BASF’s Wintershall Plans Wells to Boost Skarfjell Discovery
Wintershall AG, BASF SE’s oil unit, said it may be able to increase resource estimates for its Skarfjell find in the North Sea after drilling two wells in the coming year.
The company started drilling two weeks ago to uncover a possible extension north of Skarfjell, Chief Executive Officer Rainer Seele said today. A second well is planned in 2014.
“We are very, very optimistic,” Seele said in an interview in Oslo. “We do see really a substantial, bigger potential coming with the project. If I look into our portfolio, there are two self-operated projects of Wintershall that bring a light in my eyes, and this is Maria and Skarfjell.”
Wintershall, which owns 35 percent of Skarfjell, is optimistic that reserves could end up in the upper range of its 60 million barrel to 160 million barrel estimate. Maria, a Norwegian Sea find 50 percent-held by the company, has an estimated 120 million barrels of recoverable oil and as much as 3 billion cubic meters of gas.
Wintershall, based in Kassel, Germany, is investing in Norway to expand output and turn exploration prospects into producing assets, benefiting from oil prices that have more than doubled in four years. Its interest reflects broader efforts to revive the energy industry in the Nordic country, where crude output has dropped by half since peaking in 2000.
The company last year agreed to pay $1.35 billion in a swap deal with Statoil ASA, the country’s biggest energy company, to take over operatorship of the Brage field and stakes in two other oil and gas deposits.
Wintershall is seeking to boost Norwegian output to 40,000 barrels of oil equivalent a day from 3,000 after the Statoil deal is completed this year. It also plans to start output in Britain, reaching combined U.K.-Norwegian production of 50,000 barrels a day in 2015 after investing as much as 2 billion euros ($2.7 billion), Seele said. The company expects to begin production at Maria in 2017; Skarfjell won’t start before 2018.

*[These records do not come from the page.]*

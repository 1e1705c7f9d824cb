//! blobstream — chunked upload engine for Azure Blob Storage.
//!
//! The core type is [`ChunkedUploadStream`]: a single-writer byte sink
//! that buffers writes into fixed-size chunks, dispatches each chunk as
//! a concurrent operation against a [`ChunkSink`], latches the first
//! failure, and commits a block-list manifest on close for block blobs.
//! Page and append blobs need no commit step; their chunks are durable
//! as soon as they complete.
//!
//! Two sinks ship with the crate: [`sink::azure::AzureChunkSink`]
//! speaks the Azure Blob REST API over `reqwest`, and
//! [`sink::memory::MemorySink`] records calls in memory for tests.

pub mod conditions;
pub mod config;
pub mod errors;
pub mod sink;
pub mod stream;

pub use conditions::{AccessConditions, BlobDescriptor, BlobHeaders, BlobMetadata};
pub use errors::{ServiceError, UploadError};
pub use sink::ChunkSink;
pub use stream::{
    AppendBlobOptions, BlobKind, BlockBlobOptions, ChunkedUploadStream, PageBlobOptions,
};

Norway has sparked renewed interest since Statoil made its Johan Sverdrup oil discovery in the North Sea, potentially the country’s largest since the 1970s with as much as 3.3 billion barrels. Investments in the nation’s oil and gas industry are forecast to rise to a record 208 billion kroner ($38 billion) this year, according to the state statistics bureau.

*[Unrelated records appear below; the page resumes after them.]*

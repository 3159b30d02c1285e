//! Observer hook for match telemetry.
//!
//! The engine itself stays pure; services that want latency or disposition
//! counters install a recorder once at startup and every matcher in the
//! process reports through it.

use std::sync::{Arc, OnceLock, RwLock};
use std::time::Duration;

use crate::types::{MatchReason, MatchStatus};

/// Metrics observer for the matching layer.
pub trait MatchMetrics: Send + Sync {
    fn record_match(
        &self,
        status: MatchStatus,
        reason: MatchReason,
        latency: Duration,
        candidate_count: usize,
    );
}

/// Install or clear the global match metrics recorder.
pub fn set_match_metrics(recorder: Option<Arc<dyn MatchMetrics>>) {
    let lock = metrics_lock();
    let mut guard = lock.write().expect("match metrics lock poisoned");
    *guard = recorder;
}

fn metrics_lock() -> &'static RwLock<Option<Arc<dyn MatchMetrics>>> {
    static METRICS: OnceLock<RwLock<Option<Arc<dyn MatchMetrics>>>> = OnceLock::new();
    METRICS.get_or_init(|| RwLock::new(None))
}

pub(crate) fn metrics_recorder() -> Option<Arc<dyn MatchMetrics>> {
    let guard = metrics_lock()
        .read()
        .unwrap_or_else(|poisoned| poisoned.into_inner());
    guard.clone()
}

Wintershall, which spent about half its exploration budget on Norway in 2011, plans nine wells there this year, of which it will operate four. The company is taking part in Norway’s 22nd licensing round, and won three permits last month in a separate round for mature areas.
The Norwegian Petroleum Directorate said last month it’s concerned that capacity constraints on rigs and construction yards may boost costs and delay field development as the country struggles to extract more from aging deposits.
“The probability has increased that your timing may not be as perfect as you would like to see it,” Seele said. “It’s not really affecting us today, but I don’t want to exclude that this might have an impact tomorrow.”
Rising costs could result in fewer wells than planned at the expense of smaller projects, according to the CEO, who said he sees no signs at the moment that rig rates will fall.
Wintershall also produces oil in Libya, where it’s pumping 80,000 barrels a day on average. Seele was unable to forecast when the company would return to the 100,000-barrel-a-day level it had before the 2011 armed conflict, saying the “technical condition of the infrastructure is the limiting factor.”
BASF shares closed 2.1 percent lower at 71.36 euros.